- **WHAT IS REQUIRED**: For each line of the data below that contains "inactive", return that line.

- **DATA TO USE**:
----
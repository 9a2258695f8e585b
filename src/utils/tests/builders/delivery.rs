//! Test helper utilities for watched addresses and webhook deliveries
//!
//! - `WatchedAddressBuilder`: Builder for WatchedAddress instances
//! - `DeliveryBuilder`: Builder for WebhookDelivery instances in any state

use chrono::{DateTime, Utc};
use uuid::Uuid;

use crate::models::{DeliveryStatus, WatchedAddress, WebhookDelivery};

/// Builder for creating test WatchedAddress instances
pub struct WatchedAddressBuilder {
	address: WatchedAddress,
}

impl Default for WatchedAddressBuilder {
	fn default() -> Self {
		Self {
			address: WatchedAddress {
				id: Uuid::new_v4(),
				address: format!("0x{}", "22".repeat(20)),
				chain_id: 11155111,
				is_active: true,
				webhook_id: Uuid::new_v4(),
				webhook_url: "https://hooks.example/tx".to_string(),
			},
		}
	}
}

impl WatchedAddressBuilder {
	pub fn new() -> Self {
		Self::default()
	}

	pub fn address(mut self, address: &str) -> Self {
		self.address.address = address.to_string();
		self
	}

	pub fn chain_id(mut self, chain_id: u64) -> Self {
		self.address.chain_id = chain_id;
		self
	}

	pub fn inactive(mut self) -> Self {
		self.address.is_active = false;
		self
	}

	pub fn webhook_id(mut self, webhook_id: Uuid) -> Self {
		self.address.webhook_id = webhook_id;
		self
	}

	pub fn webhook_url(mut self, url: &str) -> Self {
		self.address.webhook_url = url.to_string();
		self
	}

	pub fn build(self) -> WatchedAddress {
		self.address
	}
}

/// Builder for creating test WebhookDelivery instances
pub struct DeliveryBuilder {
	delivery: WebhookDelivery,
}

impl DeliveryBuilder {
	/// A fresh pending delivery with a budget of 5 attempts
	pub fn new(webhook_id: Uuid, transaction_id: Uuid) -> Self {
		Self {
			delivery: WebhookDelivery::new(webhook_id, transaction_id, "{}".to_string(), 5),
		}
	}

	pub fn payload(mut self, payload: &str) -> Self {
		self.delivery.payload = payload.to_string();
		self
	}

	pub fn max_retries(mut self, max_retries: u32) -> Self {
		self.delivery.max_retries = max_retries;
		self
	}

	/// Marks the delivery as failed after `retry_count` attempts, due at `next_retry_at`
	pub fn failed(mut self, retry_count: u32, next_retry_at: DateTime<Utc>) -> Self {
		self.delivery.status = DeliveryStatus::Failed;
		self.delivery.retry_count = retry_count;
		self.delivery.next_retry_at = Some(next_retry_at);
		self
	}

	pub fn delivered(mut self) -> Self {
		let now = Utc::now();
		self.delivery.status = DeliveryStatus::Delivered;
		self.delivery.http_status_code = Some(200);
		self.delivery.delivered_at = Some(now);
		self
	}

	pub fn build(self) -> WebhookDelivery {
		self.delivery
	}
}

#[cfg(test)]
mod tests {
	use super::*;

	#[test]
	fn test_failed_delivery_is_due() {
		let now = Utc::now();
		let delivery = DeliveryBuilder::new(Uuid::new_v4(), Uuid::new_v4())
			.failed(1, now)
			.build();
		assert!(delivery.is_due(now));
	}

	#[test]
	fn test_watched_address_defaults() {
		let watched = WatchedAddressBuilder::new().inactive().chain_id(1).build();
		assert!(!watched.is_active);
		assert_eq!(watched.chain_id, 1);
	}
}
----
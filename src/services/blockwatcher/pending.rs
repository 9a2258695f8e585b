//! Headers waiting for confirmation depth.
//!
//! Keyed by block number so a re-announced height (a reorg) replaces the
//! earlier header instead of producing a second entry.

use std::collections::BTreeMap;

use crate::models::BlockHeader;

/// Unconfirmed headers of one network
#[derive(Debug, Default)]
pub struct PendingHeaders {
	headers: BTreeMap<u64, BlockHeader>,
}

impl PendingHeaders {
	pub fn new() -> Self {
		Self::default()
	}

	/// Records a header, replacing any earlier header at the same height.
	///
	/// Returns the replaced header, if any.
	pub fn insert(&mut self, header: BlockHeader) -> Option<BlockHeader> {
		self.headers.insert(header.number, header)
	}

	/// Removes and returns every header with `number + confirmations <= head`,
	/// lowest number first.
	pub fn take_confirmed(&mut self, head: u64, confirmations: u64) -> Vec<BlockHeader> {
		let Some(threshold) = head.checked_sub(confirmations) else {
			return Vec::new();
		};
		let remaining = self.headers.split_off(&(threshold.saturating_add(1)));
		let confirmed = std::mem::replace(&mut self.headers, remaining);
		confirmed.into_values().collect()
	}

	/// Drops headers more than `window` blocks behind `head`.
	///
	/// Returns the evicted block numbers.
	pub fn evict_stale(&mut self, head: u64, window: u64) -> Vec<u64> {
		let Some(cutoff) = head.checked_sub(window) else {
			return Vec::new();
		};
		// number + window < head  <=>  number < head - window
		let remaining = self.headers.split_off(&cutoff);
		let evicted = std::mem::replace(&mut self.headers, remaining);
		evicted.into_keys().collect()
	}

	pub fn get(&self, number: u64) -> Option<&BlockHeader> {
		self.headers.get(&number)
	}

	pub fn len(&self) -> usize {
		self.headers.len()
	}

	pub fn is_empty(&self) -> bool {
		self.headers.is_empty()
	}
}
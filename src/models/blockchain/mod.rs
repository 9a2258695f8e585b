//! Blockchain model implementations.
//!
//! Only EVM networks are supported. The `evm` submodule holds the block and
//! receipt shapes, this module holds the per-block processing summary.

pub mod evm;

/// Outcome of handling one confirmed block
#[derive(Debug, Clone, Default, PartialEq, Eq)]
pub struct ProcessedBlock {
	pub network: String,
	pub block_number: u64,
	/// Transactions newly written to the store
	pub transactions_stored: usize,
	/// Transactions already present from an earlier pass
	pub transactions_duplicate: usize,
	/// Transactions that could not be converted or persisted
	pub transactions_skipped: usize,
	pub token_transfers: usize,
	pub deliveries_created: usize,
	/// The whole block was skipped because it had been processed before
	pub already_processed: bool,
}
----
- **EXERCISE OUTPUT**:
	pub fn inactive(mut self) -> Self {
		let watched = WatchedAddressBuilder::new().inactive().chain_id(1).build();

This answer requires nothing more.